Lydia Schuck with her daughter AnnaFrom the Editor: Lydia Schuck is the parent of a blind young-adult daughter. Her daughter, who has additional disabilities, was homeschooled. Lydia Schuck has a deep interest in education. Her series of articles on transition was published in Future Reflections.

When children are ready to start school, parents face a lot of choices. They could choose the neighborhood public school, a charter school, private school, or homeschooling. Parents whose children are blind or have low vision have more complicated choices. Each option has its pros and cons, of course.

One option is your state's residential school for the blind. Not every state has one, and some residential school programs are stronger than others. If there is a residential school in the state, and if it meets the child's needs for academics or for special services, it can be a great choice. Some students attend a residential school long enough to gain specific skills, and then return to a local school with less intensive support.

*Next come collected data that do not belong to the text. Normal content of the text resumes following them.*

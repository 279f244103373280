//! Constants used throughout flare.
//!
//! Centralizes magic strings and configuration values.

/// Secrets file name relative to HOME (~/.911).
pub const SECRETS_FILE: &str = ".911";

/// Settings directory under the platform config dir.
pub const CONFIG_DIR: &str = "flare";

/// Settings file name.
pub const CONFIG_FILE: &str = "config.toml";

/// Environment variable pointing at an explicit settings file.
pub const CONFIG_ENV: &str = "FLARE_CONFIG";

/// Environment variable overriding the secrets file path.
pub const SECRETS_FILE_ENV: &str = "FLARE_SECRETS_FILE";

/// Environment variable selecting the secret backend (`file` or `env`).
pub const SECRET_BACKEND_ENV: &str = "FLARE_SECRET_BACKEND";

/// Default prefix for the environment secret backend.
pub const DEFAULT_ENV_PREFIX: &str = "FLARE_";

/// Default SMTP relay.
pub const DEFAULT_SMTP_HOST: &str = "smtp.gmail.com";

/// Separator between the machine name and the subject.
pub const SUBJECT_SEPARATOR: &str = " - ";

/// Secret keys consumed by the notifier.
pub mod keys {
    pub const EMAIL_USER: &str = "EMAIL_USER";
    pub const EMAIL_APPPW: &str = "EMAIL_APPPW";
    pub const EMAIL_RECEIVER: &str = "EMAIL_RECEIVER";
    pub const NTFY_URL: &str = "NTFY_URL";
    pub const NTFY_TOKEN: &str = "NTFY_TOKEN";
}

Some parents choose to homeschool, with or without supports from the local district. Homeschooling takes time and commitment, and often means a loss of income. Parents who already are homeschooling or have homeschooled may offer help and support.

Most parents send their blind or low-vision children to local school programs. If you live in a populous area, the local or county district may offer a center-based program. The teacher of the blind and visually impaired (TVI) is there all day, working with several students. The children may come in and out of a "resource room" during the day, using it only for the support they need and spending most of the day in the regular classroom.

The most frequently chosen setting is an ordinary public school. In the local school, your child is often the only blind student. Typically, the TVI is "itinerant," traveling between schools to meet the needs of several children. Younger children, especially those learning to read, often have more TVI time each week than, say, a high school student whose Braille and technology skills are proficient.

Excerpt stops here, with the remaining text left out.